Victims and terrorists: Should the Victims Commissioner Kathryn Stone resign?

Should the Victims Commissioner Kathryn Stone resign, because she wouldn't call the IRA or the UVF "terrorists"?

On the one hand, the TUV's Jim Allister thinks so. On the other, Ms Stone thinks not.

If that sounds like a fence sitting summary of the controversy, it's meant to, as this was exactly the kind of "equivocation" - in Jim Allister's words - that got the Victims Commissioner in hot water.

Mr Allister says that, given that the Terrorism Act defines the matter, the commissioner shouldn't have failed to answer the direct questions put to her by the Newsletter's Sam McBride.

Ms Stone counters that she's striving for neutrality, as she tries to fulfil her remit to represent all victims and survivors.

No consensus

For clarification, the 2000 Act defines terrorism as serious violence to people or damage to property carried out in a way in which "the use or threat is designed to influence the government or an international governmental organisation or to intimidate the public or a section of the public, and the use or threat is made for the purpose of advancing a political, religious, racial or ideological cause".

Schedule 2 of the Act also includes a list of proscribed organisations, which includes the IRA, the UVF and the UFF.

The victims commissioner isn't the first and won't be the last to have problems with the definitions of "terrorists and "freedom fighters".

The BBC's Editorial Guidelines, for example, note that "there is no agreed consensus on what constitutes a terrorist or terrorist act. The use of the word will frequently involve a value judgement.

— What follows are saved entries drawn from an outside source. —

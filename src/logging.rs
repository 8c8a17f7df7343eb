#![cfg(feature = "std")]

//! Stderr logger for the binaries. Menu and JSON output own stdout.

use std::env;
use std::io::Write;

use log::{LevelFilter, Log, Metadata, Record};

/// Environment variable holding the log level (`off`, `error`, ... `trace`).
pub const LOG_ENV: &str = "BAYES_SEARCH_LOG";

struct SessionLogger;

impl Log for SessionLogger {
    fn enabled(&self, metadata: &Metadata) -> bool {
        metadata.level() <= log::max_level()
    }

    fn log(&self, record: &Record) {
        if !self.enabled(record.metadata()) {
            return;
        }
        let stderr = std::io::stderr();
        let mut handle = stderr.lock();
        let _ = writeln!(handle, "{}", format_record(record));
    }

    fn flush(&self) {
        let _ = std::io::stderr().flush();
    }
}

static LOGGER: SessionLogger = SessionLogger;

/// `level target: message`, with the crate prefix dropped from the target.
fn format_record(record: &Record) -> String {
    let target = record
        .target()
        .strip_prefix("bayes_search::")
        .unwrap_or(record.target());
    format!("{:<5} {}: {}", record.level(), target, record.args())
}

/// Parse a level from the environment value, falling back to `info`.
fn level_from(value: Option<&str>) -> LevelFilter {
    value
        .and_then(|lvl| lvl.trim().parse().ok())
        .unwrap_or(LevelFilter::Info)
}

/// Install the stderr logger with the level from `BAYES_SEARCH_LOG`.
/// Later calls keep the first logger.
pub fn init_logging() {
    let value = env::var(LOG_ENV).ok();
    let level = level_from(value.as_deref());
    if log::set_logger(&LOGGER).is_ok() {
        log::set_max_level(level);
    }
}
//! Message Header Implementation
//!
//! The header is the first struct of every record. The encoder writes it once
//! up front and, when a record is truncated, rewrites it in place.

use crate::common::errors::{ProtocolError, ProtocolResult};
use crate::protocol::constants::HEADER_SIZE;
use crate::protocol::severity::Severity;
use zerocopy::byteorder::{LittleEndian, U16};
use zerocopy::{AsBytes, FromBytes, FromZeroes};

/// Message Header (5 bytes)
///
/// ```text
/// ┌─────────────┬───────────┬──────────────┬──────────────┐
/// │ length (2)  │ arity (1) │ severity (1) │ overflow (1) │
/// └─────────────┴───────────┴──────────────┴──────────────┘
/// ```
///
/// `length` counts every byte of the record including the header. `arity`
/// counts value fields only; the format field is not included. When
/// `overflow` is 1 both describe the truncated record actually present.
#[repr(C)]
#[derive(Debug, Clone, Copy, PartialEq, Eq, AsBytes, FromBytes, FromZeroes)]
pub struct MessageHeader {
    pub length: U16<LittleEndian>,
    pub arity: u8,
    pub severity: u8,
    pub overflow: u8,
}

impl MessageHeader {
    /// Header size in bytes
    pub const SIZE: usize = HEADER_SIZE;

    pub fn new(length: u16, arity: u8, severity: Severity, overflow: bool) -> Self {
        Self {
            length: U16::new(length),
            arity,
            severity: severity as u8,
            overflow: overflow as u8,
        }
    }

    pub fn length(&self) -> u16 {
        self.length.get()
    }

    pub fn set_length(&mut self, length: u16) {
        self.length = U16::new(length);
    }

    pub fn severity(&self) -> ProtocolResult<Severity> {
        Severity::from_wire(self.severity)
    }

    pub fn is_overflow(&self) -> bool {
        self.overflow != 0
    }

    /// Validate the header fields that have a restricted range
    pub fn validate(&self) -> ProtocolResult<()> {
        self.severity()?;
        if self.overflow > 1 {
            return Err(ProtocolError::InvalidOverflowFlag(self.overflow));
        }
        Ok(())
    }

    /// Read and validate a header from the start of `bytes`
    pub fn parse(bytes: &[u8]) -> ProtocolResult<Self> {
        let header = Self::read_from_prefix(bytes).ok_or_else(|| {
            ProtocolError::message_too_small(Self::SIZE, bytes.len(), "MessageHeader parsing")
        })?;
        header.validate()?;
        Ok(header)
    }
}

#[cfg(test)]
mod tests {
    use super::*;

    #[test]
    fn test_header_size() {
        assert_eq!(std::mem::size_of::<MessageHeader>(), MessageHeader::SIZE);
        assert_eq!(MessageHeader::SIZE, 5);
    }

    #[test]
    fn test_header_bytes_are_little_endian() {
        let header = MessageHeader::new(0x1234, 3, Severity::Warning, true);
        assert_eq!(header.as_bytes(), &[0x34, 0x12, 3, 4, 1]);
    }

    #[test]
    fn test_header_parse() {
        let header = MessageHeader::new(27, 2, Severity::Info, false);
        let parsed = MessageHeader::parse(header.as_bytes()).unwrap();

        assert_eq!(parsed.length(), 27);
        assert_eq!(parsed.arity, 2);
        assert_eq!(parsed.severity().unwrap(), Severity::Info);
        assert!(!parsed.is_overflow());
    }

    #[test]
    fn test_header_validation() {
        assert_eq!(
            MessageHeader::parse(&[19, 0, 1, 9, 0]),
            Err(ProtocolError::InvalidSeverity(9))
        );
        assert_eq!(
            MessageHeader::parse(&[19, 0, 1, 2, 2]),
            Err(ProtocolError::InvalidOverflowFlag(2))
        );
        assert!(matches!(
            MessageHeader::parse(&[19, 0]),
            Err(ProtocolError::MessageTooSmall { need: 5, got: 2, .. })
        ));
    }

    #[test]
    fn test_set_length() {
        let mut header = MessageHeader::new(100, 1, Severity::Error, false);
        header.set_length(42);
        assert_eq!(header.length(), 42);
    }
}
//! Hot path encoding benchmarks
//!
//! Covers the per-call cost a logging call site pays: sizing, a full record,
//! a truncated record and a rejected bind.

use criterion::{black_box, criterion_group, criterion_main, Criterion};
use logwire_codec::{
    encode_record, required_message_bytes, Encoder, EncoderConfig, Severity, Value,
};

const FORMAT: &str = "order {} filled {} @ {} venue={} ok={}";

fn typical_values(payload: &[u8]) -> [Value<'_>; 5] {
    [
        Value::from(918_273_645u64),
        Value::from(250i32),
        Value::from(101.25f64),
        Value::raw(payload),
        Value::from(true),
    ]
}

fn quiet_config() -> EncoderConfig {
    EncoderConfig {
        log_rejections: false,
        log_truncation: false,
        ..EncoderConfig::default()
    }
}

fn bench_sizing(c: &mut Criterion) {
    let payload = [0x42u8; 16];
    let values = typical_values(&payload);

    c.bench_function("required_message_bytes", |b| {
        b.iter(|| black_box(required_message_bytes(black_box(&values))));
    });
}

fn bench_encoding(c: &mut Criterion) {
    let mut group = c.benchmark_group("encode_record");
    let payload = [0x42u8; 16];
    let values = typical_values(&payload);
    let required = required_message_bytes(&values);

    let mut encoder = Encoder::with_config(quiet_config());

    let mut exact = vec![0u8; required];
    group.bench_function("exact_fit", |b| {
        b.iter(|| {
            let msg = encode_record(&mut encoder, &mut exact, Severity::Info, FORMAT, black_box(&values));
            black_box(msg.map(|m| m.len()))
        });
    });

    let mut short = vec![0u8; required - 8];
    group.bench_function("truncated", |b| {
        b.iter(|| {
            let msg = encode_record(&mut encoder, &mut short, Severity::Info, FORMAT, black_box(&values));
            black_box(msg.map(|m| m.overflowed))
        });
    });

    let mut tiny = vec![0u8; 8];
    group.bench_function("rejected_bind", |b| {
        b.iter(|| black_box(encoder.bind(&mut tiny, black_box(8)).can_encode()));
    });

    group.finish();
}

fn bench_manual_protocol(c: &mut Criterion) {
    let mut buf = vec![0u8; 64];
    let mut encoder = Encoder::with_config(quiet_config());

    c.bench_function("manual_bind_begin_put_finish", |b| {
        b.iter(|| {
            let mut session = encoder.bind(&mut buf, black_box(27));
            let _ = session.begin(Severity::Debug, 2, "x={} y={}");
            let _ = session.put(black_box(7u32).into());
            let _ = session.put(black_box(true).into());
            black_box(session.finish().map(|m| m.len()))
        });
    });
}

criterion_group!(benches, bench_sizing, bench_encoding, bench_manual_protocol);
criterion_main!(benches);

"As such, we should not change the word "terrorist" when quoting someone else, but we should avoid using it ourselves. This should not mean that we avoid conveying the reality and horror of a particular act; rather we should consider how our use of language will affect our reputation for objective journalism."

Trauma

The dilemma for Kathryn Stone is that, in seeking to straddle the gap between different groups of victims which take completely contrasting views, she risks representing none of them.

She wants to concentrate on the business of delivering practical services to people suffering from trauma or bereavement, although her critics may wonder if that's not the job of the OFMDFM's Victims and Survivor Service.

Interestingly, Ann Travers - who made common cause with Jim Allister over his Special Advisers Bill - this time came out firmly in support of Ms Stone on the BBC's Nolan show.

Here's a suggestion - why not appoint more than one commissioner so they could then each reflect the different perspectives of different victims?

Oh yes, that was what Ian Paisley and Martin McGuinness did, appointments which prompted widespread criticism from those who regarded it as a wasteful use of public resources.